Tahir Elçi, farklı kimliklerin ve inançların barış içinde bir arada yaşayabileceğine inanmış, ayrımcılığın ve eşitsizliğin olmadığı bir toplum hayal eden vicdan sahibi bir kişilikti.
Türk ve Kürt halklarının kardeşlik temelinde ortak bir gelecek kurabileceğine inanıyor ve bu hedefe ulaşmak için yılmadan çalışıyordu.
O, kimlikleri ve inançları ne olursa olsun, tüm insanların eşit haklara sahip olduğu bir hukuk düzeninin, kalıcı barışın ve toplumsal huzurun en güçlü teminatı olduğunu savundu yaşamı boyunca.
Bu yüzden mücadelesi, yalnızca bir halkın değil, bu topraklarda yaşayan tüm halkların adalet ve özgürlük talebini temsil ediyor.
28 Kasım 2015’te, tarihi Diyarbakır Sur ilçesinde “Tarihi ve kültürel mirasımıza sahip çıkmalıyız” diyerek yaptığı çağrının hemen ardından faili belli karanlık odaklar tarafından katledilmesi, adaletin sesine ve barış umuduna yönelik ağır bir saldırıydı.

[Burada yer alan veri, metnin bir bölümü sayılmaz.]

//! Configuration loading functionality.
//!
//! This module provides the [`ConfigLoader`] type for loading the payroll
//! constants from a YAML file.

use std::fs;
use std::path::Path;

use tracing::{info, warn};

use crate::error::{EngineError, EngineResult};

use super::payroll::PayrollConfig;

/// Loads payroll configuration from YAML.
///
/// # File Format
///
/// ```text
/// bonus: "50.00"
/// loan_deduction: "20.00"
/// contribution_rate: "0.0945"
/// high_salary_threshold: "1000.00"
/// ```
///
/// Omitted keys take their defaults.
pub struct ConfigLoader;

impl ConfigLoader {
    /// Loads and validates the configuration file at `path`.
    ///
    /// # Returns
    ///
    /// Returns the configuration on success, or an error if:
    /// - The file is missing (`ConfigNotFound`)
    /// - The file contains invalid YAML (`ConfigParseError`)
    /// - A value is out of range (`InvalidConfig`)
    ///
    /// # Example
    ///
    /// ```no_run
    /// use payroll_engine::config::ConfigLoader;
    ///
    /// let config = ConfigLoader::load("./config/payroll.yaml")?;
    /// # Ok::<(), payroll_engine::error::EngineError>(())
    /// ```
    pub fn load<P: AsRef<Path>>(path: P) -> EngineResult<PayrollConfig> {
        let path = path.as_ref();
        let path_str = path.display().to_string();

        let content = fs::read_to_string(path).map_err(|_| EngineError::ConfigNotFound {
            path: path_str.clone(),
        })?;

        Self::parse(&content, &path_str)
    }

    /// Loads the file at `path`, or returns the defaults when it does not exist.
    ///
    /// A file that exists but fails to parse is still an error.
    pub fn load_or_default<P: AsRef<Path>>(path: P) -> EngineResult<PayrollConfig> {
        let path = path.as_ref();
        if !path.exists() {
            warn!(path = %path.display(), "Configuration file not found, using defaults");
            return Ok(PayrollConfig::default());
        }
        Self::load(path)
    }

    fn parse(content: &str, path: &str) -> EngineResult<PayrollConfig> {
        let config: PayrollConfig =
            serde_yaml::from_str(content).map_err(|e| EngineError::ConfigParseError {
                path: path.to_string(),
                message: e.to_string(),
            })?;

        config.validate()?;
        info!(
            path,
            bonus = %config.bonus,
            loan_deduction = %config.loan_deduction,
            contribution_rate = %config.contribution_rate,
            "Loaded payroll configuration"
        );
        Ok(config)
    }
}
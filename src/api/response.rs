//! Response types for the payroll API.
//!
//! Every failure is returned as an [`ApiError`] body with a status chosen by
//! [`ApiErrorResponse`].

use axum::{
    http::StatusCode,
    response::{IntoResponse, Response},
    Json,
};
use rust_decimal::Decimal;
use serde::{Deserialize, Serialize};

use crate::error::EngineError;

/// API error response structure.
#[derive(Debug, Clone, Serialize, Deserialize)]
pub struct ApiError {
    /// Error code for programmatic handling.
    pub code: String,
    /// Human-readable error message.
    pub message: String,
    /// Optional details about the error.
    #[serde(skip_serializing_if = "Option::is_none")]
    pub details: Option<String>,
}

impl ApiError {
    /// Creates a new API error.
    pub fn new(code: impl Into<String>, message: impl Into<String>) -> Self {
        Self {
            code: code.into(),
            message: message.into(),
            details: None,
        }
    }

    /// Creates a new API error with details.
    pub fn with_details(
        code: impl Into<String>,
        message: impl Into<String>,
        details: impl Into<String>,
    ) -> Self {
        Self {
            code: code.into(),
            message: message.into(),
            details: Some(details.into()),
        }
    }

    /// Creates a validation error response.
    pub fn validation_error(message: impl Into<String>) -> Self {
        Self::new("VALIDATION_ERROR", message)
    }

    /// Creates a malformed JSON error response.
    pub fn malformed_json(message: impl Into<String>) -> Self {
        Self::new("MALFORMED_JSON", message)
    }

    /// An unknown employee or period.
    pub fn not_found(resource: &str, id: &str) -> Self {
        Self::with_details(
            "NOT_FOUND",
            format!("{} not found: {}", resource, id),
            format!("No {} is stored under '{}'", resource, id),
        )
    }
}

/// API error with HTTP status code.
pub struct ApiErrorResponse {
    /// The HTTP status code.
    pub status: StatusCode,
    /// The error body.
    pub error: ApiError,
}

impl ApiErrorResponse {
    /// A 404 for `resource` identified by `id`.
    pub fn not_found(resource: &str, id: &str) -> Self {
        Self {
            status: StatusCode::NOT_FOUND,
            error: ApiError::not_found(resource, id),
        }
    }

    /// A 400 carrying `error`.
    pub fn bad_request(error: ApiError) -> Self {
        Self {
            status: StatusCode::BAD_REQUEST,
            error,
        }
    }
}

impl IntoResponse for ApiErrorResponse {
    fn into_response(self) -> Response {
        (self.status, Json(self.error)).into_response()
    }
}

impl From<EngineError> for ApiErrorResponse {
    fn from(error: EngineError) -> Self {
        let message = error.to_string();
        let (status, code) = match &error {
            EngineError::ConfigNotFound { .. }
            | EngineError::ConfigParseError { .. }
            | EngineError::InvalidConfig { .. } => {
                (StatusCode::INTERNAL_SERVER_ERROR, "CONFIG_ERROR")
            }
            EngineError::InvalidEmployee { .. } => (StatusCode::BAD_REQUEST, "INVALID_EMPLOYEE"),
            EngineError::InvalidPeriodKey { .. } => {
                (StatusCode::BAD_REQUEST, "INVALID_PERIOD_KEY")
            }
            EngineError::EmployeeAlreadyExists { .. } => {
                (StatusCode::CONFLICT, "EMPLOYEE_ALREADY_EXISTS")
            }
            EngineError::PeriodAlreadyExists { .. } => {
                (StatusCode::CONFLICT, "PERIOD_ALREADY_EXISTS")
            }
            EngineError::StorageRead { .. } | EngineError::StorageWrite { .. } => {
                (StatusCode::INTERNAL_SERVER_ERROR, "STORAGE_ERROR")
            }
            EngineError::CorruptSnapshot { .. } => {
                (StatusCode::INTERNAL_SERVER_ERROR, "CORRUPT_SNAPSHOT")
            }
        };

        let error = match error {
            EngineError::InvalidEmployee { field, .. } => ApiError::with_details(
                code,
                message,
                format!("Check the '{}' field of the employee record", field),
            ),
            _ => ApiError::new(code, message),
        };

        ApiErrorResponse { status, error }
    }
}

/// Body of `GET /totals`.
#[derive(Debug, Clone, PartialEq, Eq, Serialize, Deserialize)]
pub struct TotalsResponse {
    /// Number of stored periods.
    pub periods: usize,
    /// Sum of every period's net total.
    pub net_total: Decimal,
}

Bu alçak suikast, sadece hukuk dünyasını değil, insan hakları mücadelesini ve toplumsal barış arayışını da derinden yaraladı. Ancak Tahir Elçi’nin savunduğu değerler, onu susturmaya çalışanların çabalarını boşa çıkardı. Çünkü adalet, kardeşlik ve hukukun üstünlüğüne olan inanç, kişileri aşan ve gelecek nesillere ulaşan bir mücadeledir.
Tahir Elçi’nin mirası, üstünlerin hukuku yerine hukukun üstünlüğünü yerleştirme idealidir. Onun yaşamı, gücün ve iktidarın değil, adaletin, hakkaniyetin ve vicdanın rehberlik ettiği bir düzenin mümkün olduğunu gösterdi. Mücadelesi, içinden geçtiğimiz bu karanlık süreçte, hukukun askıya alındığı dönemlerde bile, Türkiye’de yaşayan tüm halkların ve inanç topluluklarının eşit ve özgür bireyler olarak bir arada yaşayabileceği bir geleceğe olan inancın simgesi olmaya devam ediyor.
Tahir Elçi’nin düşlediği adil ve demokratik geleceği inşa etmek, onun mirasına sahip çıkmakla mümkündür. Onun hatırası, barış, adalet ve kardeşlik mücadelesinde yol gösterici bir ışık olmaya devam edecek.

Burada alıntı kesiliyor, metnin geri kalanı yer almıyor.